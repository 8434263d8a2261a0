//! The node registry: node set, per-node state, and live backend handles.

use std::collections::HashMap;
use std::sync::Arc;

use futures::future::join_all;
use minnow_store::{BackendConnector, ObjectBackend, StoreError};
use minnow_types::{DEFAULT_CONTAINER, NodeDescriptor, NodeId};
use tokio::sync::RwLock;
use tracing::{error, info, warn};

use crate::error::RegistryError;
use crate::retry::RetryPolicy;
use crate::state::NodeState;

/// Outcome of initializing the whole node set.
#[derive(Debug, Clone, Default, PartialEq, Eq)]
pub struct InitReport {
    /// Nodes that ended up ready, in node-set order.
    pub ready: Vec<NodeId>,
    /// Nodes that exhausted their attempts, in node-set order.
    pub failed: Vec<NodeId>,
}

impl InitReport {
    /// Number of nodes covered by the report.
    pub fn total(&self) -> usize {
        self.ready.len() + self.failed.len()
    }

    /// Decide whether the registry is usable.
    ///
    /// Zero ready nodes is always an error. With `require_all`, any failed
    /// node is an error too.
    pub fn check(&self, require_all: bool) -> Result<(), RegistryError> {
        if self.ready.is_empty() {
            return Err(RegistryError::NoNodesAvailable);
        }
        if require_all && !self.failed.is_empty() {
            return Err(RegistryError::NodesFailed {
                failed: self.failed.clone(),
                total: self.total(),
            });
        }
        Ok(())
    }
}

#[derive(Default)]
struct Inner {
    clients: HashMap<NodeId, Arc<dyn ObjectBackend>>,
    states: HashMap<NodeId, NodeState>,
    /// Token of the attempt loop currently owning each `Connecting` node.
    claims: HashMap<NodeId, u64>,
    next_claim: u64,
}

impl Inner {
    /// Settle `node` into its final `state` and drop its claim.
    fn settle(&mut self, node: &NodeId, state: NodeState) {
        self.claims.remove(node);
        self.states.insert(node.clone(), state);
    }

    /// Hand an abandoned claim back: the node returns to `Uninitialized`
    /// unless a newer claim took it over in the meantime.
    fn release(&mut self, node: &NodeId, token: u64) {
        if self.claims.get(node) != Some(&token) {
            return;
        }
        self.claims.remove(node);
        if matches!(self.states.get(node), Some(NodeState::Connecting)) {
            self.states.insert(node.clone(), NodeState::Uninitialized);
        }
    }
}

/// Ownership of one node's attempt loop.
///
/// Dropping an unsettled claim (the loop's future was cancelled) releases
/// the node so a later call can initialize it.
struct Claim {
    inner: Arc<RwLock<Inner>>,
    node: NodeId,
    token: u64,
    settled: bool,
}

impl Claim {
    fn settle(mut self) {
        self.settled = true;
    }
}

impl Drop for Claim {
    fn drop(&mut self) {
        if self.settled {
            return;
        }
        warn!(node = %self.node, "storage node initialization abandoned");
        if let Ok(mut inner) = self.inner.try_write() {
            inner.release(&self.node, self.token);
            return;
        }
        // Lock busy: release once it frees up.
        if let Ok(handle) = tokio::runtime::Handle::try_current() {
            let inner = self.inner.clone();
            let node = self.node.clone();
            let token = self.token;
            handle.spawn(async move {
                inner.write().await.release(&node, token);
            });
        }
    }
}

/// Owns the discovered node set and one backend handle per ready node.
///
/// The node order is fixed at construction and is the order placement hashes
/// onto. Handles and states share one lock so readers see them change
/// together; the lock is never held across I/O.
pub struct NodeRegistry {
    nodes: Vec<NodeDescriptor>,
    container: String,
    inner: Arc<RwLock<Inner>>,
}

impl NodeRegistry {
    /// Create a registry over `nodes`, all uninitialized, storing objects in
    /// the default container.
    pub fn new(nodes: Vec<NodeDescriptor>) -> Self {
        Self::with_container(nodes, DEFAULT_CONTAINER)
    }

    /// Create a registry whose nodes store objects in `container`.
    pub fn with_container(nodes: Vec<NodeDescriptor>, container: impl Into<String>) -> Self {
        let states = nodes
            .iter()
            .map(|n| (n.id.clone(), NodeState::Uninitialized))
            .collect();
        Self {
            nodes,
            container: container.into(),
            inner: Arc::new(RwLock::new(Inner {
                states,
                ..Inner::default()
            })),
        }
    }

    /// Build a registry over `nodes` and initialize all of them.
    ///
    /// Fails with [`RegistryError::NoNodesAvailable`] when no node ends up
    /// ready. Partially failed node sets are accepted.
    pub async fn initialize(
        nodes: Vec<NodeDescriptor>,
        connector: &dyn BackendConnector,
        policy: &RetryPolicy,
    ) -> Result<Arc<Self>, RegistryError> {
        let registry = Arc::new(Self::new(nodes));
        let report = registry.connect_all(connector, policy).await;
        report.check(false)?;
        Ok(registry)
    }

    /// Initialize every node concurrently.
    pub async fn connect_all(
        &self,
        connector: &dyn BackendConnector,
        policy: &RetryPolicy,
    ) -> InitReport {
        info!(
            nodes = self.nodes.len(),
            max_attempts = policy.attempts(),
            delay = ?policy.delay,
            attempt_timeout = ?policy.attempt_timeout,
            "initializing storage nodes"
        );

        let outcomes = join_all(
            self.nodes
                .iter()
                .map(|node| self.init_node(node, connector, policy)),
        )
        .await;

        let mut report = InitReport::default();
        for (node, state) in self.nodes.iter().zip(outcomes) {
            match state {
                NodeState::Ready => report.ready.push(node.id.clone()),
                NodeState::Failed { .. } => report.failed.push(node.id.clone()),
                NodeState::Uninitialized | NodeState::Connecting => {}
            }
        }

        if report.failed.is_empty() {
            info!(ready = report.ready.len(), "all storage nodes ready");
        } else {
            warn!(
                ready = report.ready.len(),
                failed = report.failed.len(),
                "storage nodes partially available"
            );
        }
        report
    }

    /// Initialize one node of the set.
    ///
    /// A node already ready, or with an attempt loop already running, is
    /// left alone and its current state returned. Otherwise the node is
    /// retried under `policy` and its final state returned.
    pub async fn connect_node(
        &self,
        node: &NodeId,
        connector: &dyn BackendConnector,
        policy: &RetryPolicy,
    ) -> Result<NodeState, RegistryError> {
        let descriptor = self
            .descriptor(node)
            .ok_or_else(|| RegistryError::UnknownNode(node.clone()))?;
        Ok(self.init_node(descriptor, connector, policy).await)
    }

    async fn init_node(
        &self,
        node: &NodeDescriptor,
        connector: &dyn BackendConnector,
        policy: &RetryPolicy,
    ) -> NodeState {
        let claim = {
            let mut inner = self.inner.write().await;
            let state = inner
                .states
                .entry(node.id.clone())
                .or_insert(NodeState::Uninitialized);
            if matches!(state, NodeState::Ready | NodeState::Connecting) {
                return state.clone();
            }
            *state = NodeState::Connecting;
            inner.next_claim += 1;
            let token = inner.next_claim;
            inner.claims.insert(node.id.clone(), token);
            Claim {
                inner: self.inner.clone(),
                node: node.id.clone(),
                token,
                settled: false,
            }
        };

        let max_attempts = policy.attempts();
        let mut last_error = String::new();

        for attempt in 1..=max_attempts {
            let outcome =
                match tokio::time::timeout(policy.attempt_timeout, self.open(node, connector))
                    .await
                {
                    Ok(result) => result.map_err(|e| e.to_string()),
                    Err(_) => Err(format!(
                        "attempt timed out after {:?}",
                        policy.attempt_timeout
                    )),
                };

            match outcome {
                Ok(backend) => {
                    {
                        let mut inner = self.inner.write().await;
                        inner.clients.insert(node.id.clone(), backend);
                        inner.settle(&node.id, NodeState::Ready);
                    }
                    claim.settle();
                    info!(node = %node.id, name = %node.name, endpoint = %node.endpoint(), attempt, "storage node ready");
                    return NodeState::Ready;
                }
                Err(e) => {
                    warn!(
                        node = %node.id,
                        name = %node.name,
                        attempt,
                        max_attempts,
                        error = %e,
                        "storage node initialization attempt failed"
                    );
                    last_error = e;
                    if attempt < max_attempts {
                        tokio::time::sleep(policy.delay).await;
                    }
                }
            }
        }

        error!(
            node = %node.id,
            name = %node.name,
            attempts = max_attempts,
            error = %last_error,
            "storage node failed to initialize, giving up"
        );
        let state = NodeState::Failed {
            attempts: max_attempts,
            last_error,
        };
        self.inner.write().await.settle(&node.id, state.clone());
        claim.settle();
        state
    }

    /// One attempt: build a handle, then make sure the container exists.
    async fn open(
        &self,
        node: &NodeDescriptor,
        connector: &dyn BackendConnector,
    ) -> Result<Arc<dyn ObjectBackend>, StoreError> {
        let backend = connector.connect(node).await?;
        if backend.ensure_container(&self.container).await? {
            info!(node = %node.id, container = %self.container, "created container");
        }
        Ok(backend)
    }

    /// Handle for `node`, if it is ready.
    pub async fn lookup(&self, node: &NodeId) -> Option<Arc<dyn ObjectBackend>> {
        self.inner.read().await.clients.get(node).cloned()
    }

    /// The node set, in placement order.
    pub fn nodes(&self) -> &[NodeDescriptor] {
        &self.nodes
    }

    /// Descriptor of `node`, if it belongs to the set.
    pub fn descriptor(&self, node: &NodeId) -> Option<&NodeDescriptor> {
        self.nodes.iter().find(|n| &n.id == node)
    }

    /// Container objects are stored in on every node.
    pub fn container(&self) -> &str {
        &self.container
    }

    /// Current state of `node`, if it belongs to the set.
    pub async fn state(&self, node: &NodeId) -> Option<NodeState> {
        self.inner.read().await.states.get(node).cloned()
    }

    /// Number of nodes with a live handle.
    pub async fn ready_count(&self) -> usize {
        self.inner.read().await.clients.len()
    }

    /// Every node with its current state, in placement order.
    pub async fn snapshot(&self) -> Vec<(NodeDescriptor, NodeState)> {
        let inner = self.inner.read().await;
        self.nodes
            .iter()
            .map(|n| {
                let state = inner
                    .states
                    .get(&n.id)
                    .cloned()
                    .unwrap_or(NodeState::Uninitialized);
                (n.clone(), state)
            })
            .collect()
    }
}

**********

→ **Exercise description**
Could you please copy the lines of the listing above exactly, from its first line through the line bearing "use crate::state::NodeState;", and nothing more?

→ **Answer to the exercise**
repository 8434263d8a2261a0
//! The node registry: node set, per-node state, and live backend handles.

use std::collections::HashMap;
use std::sync::Arc;

use futures::future::join_all;
use minnow_store::{BackendConnector, ObjectBackend, StoreError};
use minnow_types::{DEFAULT_CONTAINER, NodeDescriptor, NodeId};
use tokio::sync::RwLock;
use tracing::{error, info, warn};

use crate::error::RegistryError;
use crate::retry::RetryPolicy;
use crate::state::NodeState;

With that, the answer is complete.